What is being asked: When the string "message" occurs in a line of the listing below, return that line.

Data supplied:
● ● ● ●

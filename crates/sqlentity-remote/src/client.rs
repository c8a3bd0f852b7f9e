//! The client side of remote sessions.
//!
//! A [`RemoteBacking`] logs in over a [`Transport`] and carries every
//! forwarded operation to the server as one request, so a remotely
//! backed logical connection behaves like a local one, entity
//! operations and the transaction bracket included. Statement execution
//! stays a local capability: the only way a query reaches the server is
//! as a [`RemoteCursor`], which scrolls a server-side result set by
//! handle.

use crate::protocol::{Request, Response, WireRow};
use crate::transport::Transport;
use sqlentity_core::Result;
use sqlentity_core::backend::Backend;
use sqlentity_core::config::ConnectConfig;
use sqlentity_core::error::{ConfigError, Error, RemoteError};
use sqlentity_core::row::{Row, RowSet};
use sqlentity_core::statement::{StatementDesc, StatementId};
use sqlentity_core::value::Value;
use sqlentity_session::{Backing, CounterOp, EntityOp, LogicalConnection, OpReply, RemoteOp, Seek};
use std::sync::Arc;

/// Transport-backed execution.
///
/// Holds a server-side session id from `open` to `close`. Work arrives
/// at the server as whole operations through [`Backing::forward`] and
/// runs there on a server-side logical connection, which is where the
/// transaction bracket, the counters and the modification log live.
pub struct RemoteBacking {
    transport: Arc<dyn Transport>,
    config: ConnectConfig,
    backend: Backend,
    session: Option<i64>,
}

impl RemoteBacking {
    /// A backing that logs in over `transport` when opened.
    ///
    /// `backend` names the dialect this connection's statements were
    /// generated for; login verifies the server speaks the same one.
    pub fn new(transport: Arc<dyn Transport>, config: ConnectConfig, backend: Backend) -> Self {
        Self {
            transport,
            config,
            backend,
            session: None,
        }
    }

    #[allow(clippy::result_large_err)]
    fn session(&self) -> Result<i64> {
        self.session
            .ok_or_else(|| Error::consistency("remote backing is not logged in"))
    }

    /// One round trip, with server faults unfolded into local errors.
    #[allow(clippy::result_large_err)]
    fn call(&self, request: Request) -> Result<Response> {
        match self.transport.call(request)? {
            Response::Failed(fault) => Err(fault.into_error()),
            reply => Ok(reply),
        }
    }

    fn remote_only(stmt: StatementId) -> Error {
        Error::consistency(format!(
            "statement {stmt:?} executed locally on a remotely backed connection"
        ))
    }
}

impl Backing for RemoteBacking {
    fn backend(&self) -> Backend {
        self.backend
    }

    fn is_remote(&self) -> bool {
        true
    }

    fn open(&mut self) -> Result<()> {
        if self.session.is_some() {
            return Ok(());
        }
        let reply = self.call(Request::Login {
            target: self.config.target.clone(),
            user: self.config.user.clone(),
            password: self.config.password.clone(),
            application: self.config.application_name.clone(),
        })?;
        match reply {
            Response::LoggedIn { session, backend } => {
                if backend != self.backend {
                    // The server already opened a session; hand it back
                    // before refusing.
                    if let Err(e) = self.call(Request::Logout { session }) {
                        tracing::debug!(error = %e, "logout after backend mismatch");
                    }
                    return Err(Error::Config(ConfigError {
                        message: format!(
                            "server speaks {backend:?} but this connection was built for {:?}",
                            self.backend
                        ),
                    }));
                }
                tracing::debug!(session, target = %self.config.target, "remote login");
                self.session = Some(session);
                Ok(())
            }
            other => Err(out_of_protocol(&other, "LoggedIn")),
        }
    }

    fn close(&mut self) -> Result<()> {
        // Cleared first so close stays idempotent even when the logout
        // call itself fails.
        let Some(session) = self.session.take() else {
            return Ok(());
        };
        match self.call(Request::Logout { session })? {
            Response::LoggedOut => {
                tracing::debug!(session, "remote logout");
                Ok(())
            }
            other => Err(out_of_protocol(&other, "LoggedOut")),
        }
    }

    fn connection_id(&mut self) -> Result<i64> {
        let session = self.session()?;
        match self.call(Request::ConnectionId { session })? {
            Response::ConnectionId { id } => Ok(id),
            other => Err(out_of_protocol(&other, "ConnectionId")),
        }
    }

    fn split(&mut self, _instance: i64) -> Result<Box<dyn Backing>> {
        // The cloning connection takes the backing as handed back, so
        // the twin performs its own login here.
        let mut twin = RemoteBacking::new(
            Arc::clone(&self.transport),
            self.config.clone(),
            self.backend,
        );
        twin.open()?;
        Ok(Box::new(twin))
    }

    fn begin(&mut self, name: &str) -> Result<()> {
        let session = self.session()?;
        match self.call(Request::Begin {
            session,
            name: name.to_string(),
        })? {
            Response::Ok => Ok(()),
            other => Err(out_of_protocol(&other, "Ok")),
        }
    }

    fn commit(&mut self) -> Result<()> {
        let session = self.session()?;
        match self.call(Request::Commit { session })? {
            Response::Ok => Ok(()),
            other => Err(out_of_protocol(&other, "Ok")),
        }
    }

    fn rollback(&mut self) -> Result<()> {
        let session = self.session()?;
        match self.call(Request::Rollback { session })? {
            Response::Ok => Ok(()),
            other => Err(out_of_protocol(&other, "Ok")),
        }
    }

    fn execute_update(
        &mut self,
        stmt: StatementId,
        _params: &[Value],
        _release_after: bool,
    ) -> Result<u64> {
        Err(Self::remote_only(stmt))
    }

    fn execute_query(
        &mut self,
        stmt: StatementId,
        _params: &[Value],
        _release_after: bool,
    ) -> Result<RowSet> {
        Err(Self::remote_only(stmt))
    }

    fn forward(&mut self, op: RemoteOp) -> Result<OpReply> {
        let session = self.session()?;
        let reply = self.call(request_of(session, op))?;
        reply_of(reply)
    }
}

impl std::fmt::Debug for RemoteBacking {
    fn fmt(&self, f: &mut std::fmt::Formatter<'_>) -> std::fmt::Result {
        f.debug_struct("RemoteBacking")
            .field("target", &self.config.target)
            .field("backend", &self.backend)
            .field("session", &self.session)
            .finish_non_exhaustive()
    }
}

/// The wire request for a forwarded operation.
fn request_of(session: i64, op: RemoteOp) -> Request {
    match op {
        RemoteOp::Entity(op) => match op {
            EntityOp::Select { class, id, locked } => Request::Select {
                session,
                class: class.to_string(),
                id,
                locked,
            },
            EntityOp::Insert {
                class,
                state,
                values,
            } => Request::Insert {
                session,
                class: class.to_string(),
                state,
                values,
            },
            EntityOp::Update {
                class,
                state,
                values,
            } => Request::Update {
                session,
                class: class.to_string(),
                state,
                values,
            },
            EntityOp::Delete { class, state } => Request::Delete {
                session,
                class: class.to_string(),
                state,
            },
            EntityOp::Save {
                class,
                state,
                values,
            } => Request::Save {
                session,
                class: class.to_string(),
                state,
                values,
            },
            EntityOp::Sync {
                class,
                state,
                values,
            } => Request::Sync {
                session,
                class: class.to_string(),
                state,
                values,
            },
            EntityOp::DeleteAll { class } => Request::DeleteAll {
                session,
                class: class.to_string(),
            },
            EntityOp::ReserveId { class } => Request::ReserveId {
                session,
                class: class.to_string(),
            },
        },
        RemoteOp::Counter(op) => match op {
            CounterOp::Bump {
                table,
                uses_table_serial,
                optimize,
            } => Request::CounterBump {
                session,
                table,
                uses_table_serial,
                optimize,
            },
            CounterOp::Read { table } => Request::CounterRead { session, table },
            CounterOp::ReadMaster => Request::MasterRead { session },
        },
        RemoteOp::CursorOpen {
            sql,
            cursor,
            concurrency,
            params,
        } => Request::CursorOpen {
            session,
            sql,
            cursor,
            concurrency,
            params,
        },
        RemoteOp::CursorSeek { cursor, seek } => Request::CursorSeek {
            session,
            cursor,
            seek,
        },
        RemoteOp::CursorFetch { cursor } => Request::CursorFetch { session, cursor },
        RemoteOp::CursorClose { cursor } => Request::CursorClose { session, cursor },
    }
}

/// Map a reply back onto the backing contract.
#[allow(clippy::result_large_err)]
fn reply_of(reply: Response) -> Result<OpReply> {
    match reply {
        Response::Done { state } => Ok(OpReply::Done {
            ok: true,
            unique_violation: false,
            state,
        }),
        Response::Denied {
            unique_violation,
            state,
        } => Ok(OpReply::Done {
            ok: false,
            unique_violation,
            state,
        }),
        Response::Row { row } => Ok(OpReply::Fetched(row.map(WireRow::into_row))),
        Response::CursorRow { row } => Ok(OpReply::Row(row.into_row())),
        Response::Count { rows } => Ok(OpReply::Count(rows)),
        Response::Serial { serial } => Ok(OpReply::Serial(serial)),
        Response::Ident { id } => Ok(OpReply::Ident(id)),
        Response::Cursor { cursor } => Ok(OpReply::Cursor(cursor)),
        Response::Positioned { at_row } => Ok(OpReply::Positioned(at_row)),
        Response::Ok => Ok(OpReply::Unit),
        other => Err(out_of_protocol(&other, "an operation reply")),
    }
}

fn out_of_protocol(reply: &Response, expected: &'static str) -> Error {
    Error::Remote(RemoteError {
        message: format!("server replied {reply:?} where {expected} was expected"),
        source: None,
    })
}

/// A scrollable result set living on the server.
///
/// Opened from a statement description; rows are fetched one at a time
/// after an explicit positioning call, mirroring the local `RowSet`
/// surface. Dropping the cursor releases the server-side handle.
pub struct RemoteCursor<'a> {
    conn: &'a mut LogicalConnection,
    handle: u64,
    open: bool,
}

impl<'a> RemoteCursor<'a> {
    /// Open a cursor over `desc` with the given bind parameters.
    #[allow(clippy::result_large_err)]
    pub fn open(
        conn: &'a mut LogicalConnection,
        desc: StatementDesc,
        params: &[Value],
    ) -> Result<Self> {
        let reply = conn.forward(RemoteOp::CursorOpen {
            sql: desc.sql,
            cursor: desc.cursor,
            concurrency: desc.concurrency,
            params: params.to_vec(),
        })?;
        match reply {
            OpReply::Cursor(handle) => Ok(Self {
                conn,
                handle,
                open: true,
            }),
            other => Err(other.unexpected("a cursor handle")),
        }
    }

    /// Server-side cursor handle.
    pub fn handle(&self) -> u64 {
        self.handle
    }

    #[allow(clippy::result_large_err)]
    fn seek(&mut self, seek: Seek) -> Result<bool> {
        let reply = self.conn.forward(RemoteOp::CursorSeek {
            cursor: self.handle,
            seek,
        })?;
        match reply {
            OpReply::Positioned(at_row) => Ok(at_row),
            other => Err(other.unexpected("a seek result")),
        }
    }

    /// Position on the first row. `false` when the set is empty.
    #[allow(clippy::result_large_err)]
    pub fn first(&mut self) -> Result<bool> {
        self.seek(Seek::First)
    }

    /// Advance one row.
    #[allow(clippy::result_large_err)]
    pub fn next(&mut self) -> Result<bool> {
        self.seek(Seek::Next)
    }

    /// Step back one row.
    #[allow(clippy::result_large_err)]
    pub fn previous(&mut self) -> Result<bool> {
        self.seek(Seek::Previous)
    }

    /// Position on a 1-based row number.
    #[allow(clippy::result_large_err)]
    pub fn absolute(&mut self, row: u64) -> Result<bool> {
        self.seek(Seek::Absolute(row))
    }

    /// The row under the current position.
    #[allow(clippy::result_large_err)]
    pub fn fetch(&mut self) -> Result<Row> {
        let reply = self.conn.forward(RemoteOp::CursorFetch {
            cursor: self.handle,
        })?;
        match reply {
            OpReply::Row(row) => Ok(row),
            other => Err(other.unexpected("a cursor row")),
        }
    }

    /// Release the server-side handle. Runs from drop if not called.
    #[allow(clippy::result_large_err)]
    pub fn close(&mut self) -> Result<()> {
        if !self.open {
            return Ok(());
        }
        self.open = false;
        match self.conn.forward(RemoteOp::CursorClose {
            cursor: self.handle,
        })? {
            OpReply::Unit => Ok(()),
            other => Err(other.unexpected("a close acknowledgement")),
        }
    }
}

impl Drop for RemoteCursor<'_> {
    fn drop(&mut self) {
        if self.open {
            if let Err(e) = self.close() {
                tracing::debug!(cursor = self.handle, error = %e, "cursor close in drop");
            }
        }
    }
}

● ● ● ●

Reply:
                        message: format!(
        message: format!("server replied {reply:?} where {expected} was expected"),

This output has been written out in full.